The speaker started by describing how and why PDB have had to devise a strategic development plan for Hong Kong and how they are making sure that the plan is implemented and regularly reviewed to take account of changes in patterns of trade, cargoes and ships.
Without the port, Hong Kong would be a very different place. For better or worse the British would never have come and rice would still be grown here. But the port is here-it has a profound effect on Hong Kong; it's the source of HK's economic development and the key to the industrialisation of the Pearl River Delta.
In 1990 the port moved more than 17 million international passengers and 75 million tonnes of cargo. A further 100 million passengers took local ferry journeys within Hong Kong waters.
Mr Clark then concentrated on the trading port, for that's what PADS is really all about. The 75 million tonnes of cargo passing through the port in 1990 was three times the throughput only a little over a decade ago. The scale of the additional facilities needed to keep pace with the growth of that order is enormous; and getting more so. The port policy, however, is simple. It is to provide port handling facilities sufficient to match cargo demands; for those facilities to be built, paid for and operated by the private sector and for the port to continue to optimise its contribution to HK's economy.
When the container revolution started in earnest in the early seventies, Hong Kong was one of the first major ports to react. It built three terminals at Kwai Chung, making use of the deep water and the road system then being put in for the 'new' town at Kwai Chung. It was an ideal site-room for expansion as future demand built. That demand was slow in coming.
Demand eventually bucked up and by the early eighties there were capacity problems. By the mid-eighties it would be seen that the limitless potential of the Kwai Chung port was not limitless after all. Once terminal development bumped into Stonecutters Island, where would it go next? This started the ball rolling that eventually led to PADS.
The key port objectives of PADS were:
a) To provide facilities to meet the port cargo growth forecasts for the next 20 years;
b) To ensure that all port and associated transport networks are provided to a coherent and integrated plan; and
c) To form the centre of development programmes to enhance and sustain Hong Kong's future growth potential, particularly, as a maritime and commercial centre.

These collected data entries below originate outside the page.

//! Query component type.

use std::cmp::Ordering;
use std::fmt;
use std::ops::Deref;
use std::str::FromStr;

use crate::encoding;
use crate::error::{Component, InvalidUri};

/// A validated query (without the leading `?`).
///
/// The query is treated as an opaque string per RFC 3986: no key-value
/// interpretation is applied. An empty query is valid and distinct from a
/// URI having no query at all; that distinction lives in
/// `Option<Query>` on [`Uri`](crate::Uri).
///
/// # Examples
///
/// ```
/// use uri_ref::Query;
///
/// let query = Query::parse("key=%7Evalue&flag").unwrap();
/// assert_eq!(query.as_str(), "key=~value&flag");
/// ```
#[derive(Debug, Clone, PartialEq, Eq, Hash)]
pub struct Query(String);

impl Query {
    /// Parses and normalizes a query.
    ///
    /// # Errors
    ///
    /// Returns [`InvalidUri`] on a malformed percent triple or a character
    /// outside `*( pchar / "/" / "?" )`.
    pub fn parse(input: &str) -> Result<Self, InvalidUri> {
        encoding::normalize_component(Component::Query, input, encoding::is_query_byte).map(Self)
    }

    /// Returns the normalized query text.
    #[must_use]
    pub fn as_str(&self) -> &str {
        &self.0
    }

    /// Returns true if the query is present but empty.
    #[must_use]
    pub fn is_empty(&self) -> bool {
        self.0.is_empty()
    }
}

impl fmt::Display for Query {
    fn fmt(&self, f: &mut fmt::Formatter<'_>) -> fmt::Result {
        write!(f, "{}", self.0)
    }
}

impl FromStr for Query {
    type Err = InvalidUri;

    fn from_str(s: &str) -> Result<Self, Self::Err> {
        Self::parse(s)
    }
}

impl AsRef<str> for Query {
    fn as_ref(&self) -> &str {
        &self.0
    }
}

impl TryFrom<&str> for Query {
    type Error = InvalidUri;

    fn try_from(s: &str) -> Result<Self, Self::Error> {
        Self::parse(s)
    }
}

impl Deref for Query {
    type Target = str;

    fn deref(&self) -> &Self::Target {
        &self.0
    }
}

impl PartialOrd for Query {
    fn partial_cmp(&self, other: &Self) -> Option<Ordering> {
        Some(self.cmp(other))
    }
}

impl Ord for Query {
    fn cmp(&self, other: &Self) -> Ordering {
        self.0.cmp(&other.0)
    }
}

#[cfg(feature = "serde")]
impl serde::Serialize for Query {
    fn serialize<S>(&self, serializer: S) -> Result<S::Ok, S::Error>
    where
        S: serde::Serializer,
    {
        serializer.serialize_str(&self.0)
    }
}

#[cfg(feature = "serde")]
impl<'de> serde::Deserialize<'de> for Query {
    fn deserialize<D>(deserializer: D) -> Result<Self, D::Error>
    where
        D: serde::Deserializer<'de>,
    {
        let s = String::deserialize(deserializer)?;
        Self::parse(&s).map_err(serde::de::Error::custom)
    }
}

The outcome is a long-term strategic plan for port development into the next century. He then highlighted the key points:
• Incremental container terminal development, matching supply with demand, until space runs out at Kwai Chung;
• Then development continues on man-made port peninsula on Lantau which, by then, is linked by bridge to the mainland;
• When this peninsula is sufficiently close to HK Island and when the bridge traffic is approaching design capacity, a new road link (to HK Island, near Green Island) should be introduced thus completing the circle;
• The natural sheltered harbour with its buoys and anchorages remain as is, with cargoes coming ashore at the various private and public cargo working areas;
• Once these working areas are saturated, then a new river trade terminal at Tuen Mun (western edge of Hong Kong territory) comes into operation;
• The development opportunities for port or deepwater front industry offered at Kai Tak (once the airport there closes) and at Junk Bay should be seized; and a new breakwater will be built between Lamma Island and Cheung Chau to provide shelter for the port peninsula and to create additional sheltered anchorage.
He concluded by saying that merchandise trade through Hong Kong is increasingly containerised; even though Hong Kong's own manufacturing base may not be growing, its productivity is increasing. But the significant increase in throughput will come from the industrial output of the Pearl River Delta and beyond. Hong Kong is the only realistic outlet for most of that output. Even if today's very high growth rates decline, the port of Hong Kong and all those service industries associated with ports, cargoes and shipping should have an extremely busy time over the next couple of decades.